I had a very nice overview of the town from the Conference Venue (where I spent the first two days) - it was a Palace (called Palace to Pharo) which was built as an imperial residence for Napoleon III in the 19th century. It was situated on a hill on the shores of Vieux-Port, and I could see “The Basket”, the yachts in the port, even my hotel.
I explored the Old Part of town in February 27. It was a beautiful sunny day, with the degrees about 20 Celsius. I was so happy, and my mood was just great! In „The Basket” the main attractions are the Cathedral, some old hotels (lovely ones), many narrow streets, and Charity House (opened in 17th century for poor people, who lived and worked there) with a lovely chapel in the centre.

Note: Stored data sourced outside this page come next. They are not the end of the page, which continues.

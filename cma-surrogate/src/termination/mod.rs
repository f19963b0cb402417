//! The termination module contains logic which defines when to stop the optimization.

use crate::utils::{Float, compare_floats_refs};

/// A trait which specifies criteria when optimization should stop searching for improved solution.
pub trait Termination {
    /// Returns true if termination condition is met. Called once per closed generation.
    fn is_termination(&mut self, generation: usize, best_fitness: Float) -> bool;

    /// Returns a relative estimation till termination. Value is in the `[0, 1]` range.
    fn estimate(&self, generation: usize, best_fitness: Float) -> Float;
}

mod convergence;
pub use self::convergence::Convergence;

mod max_generation;
pub use self::max_generation::MaxGeneration;

mod target_proximity;
pub use self::target_proximity::TargetProximity;

/// A trait which encapsulates multiple termination criteria.
pub struct CompositeTermination {
    terminations: Vec<Box<dyn Termination + Send + Sync>>,
}

impl CompositeTermination {
    /// Creates a new instance of `CompositeTermination`.
    pub fn new(terminations: Vec<Box<dyn Termination + Send + Sync>>) -> Self {
        Self { terminations }
    }
}

impl Termination for CompositeTermination {
    fn is_termination(&mut self, generation: usize, best_fitness: Float) -> bool {
        // NOTE all criteria must observe each generation
        self.terminations.iter_mut().fold(false, |acc, t| t.is_termination(generation, best_fitness) || acc)
    }

    fn estimate(&self, generation: usize, best_fitness: Float) -> Float {
        self.terminations
            .iter()
            .map(|t| t.estimate(generation, best_fitness))
            .max_by(compare_floats_refs)
            .unwrap_or(0.)
    }
}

Vieux Port - the Old Port of Marseille
Photo: I walking around the old part - to one side (where my hotel was) to another (where the old part of the town is situated). It's 7 a.m in the morning.
Photo: The Old Port with old town in the right shore. Photo: The Vieux Port at night.
Photo: Besides yachts, you can see a church called Notre-Dame Church in the top of Le Garde hill. The church was consecrated on June 5, 1864.
Photo: Again the port... Photo: A lot of beautiful yachts stand there.
Photo: In each morning, you can wonder around in the fish market opened in the port.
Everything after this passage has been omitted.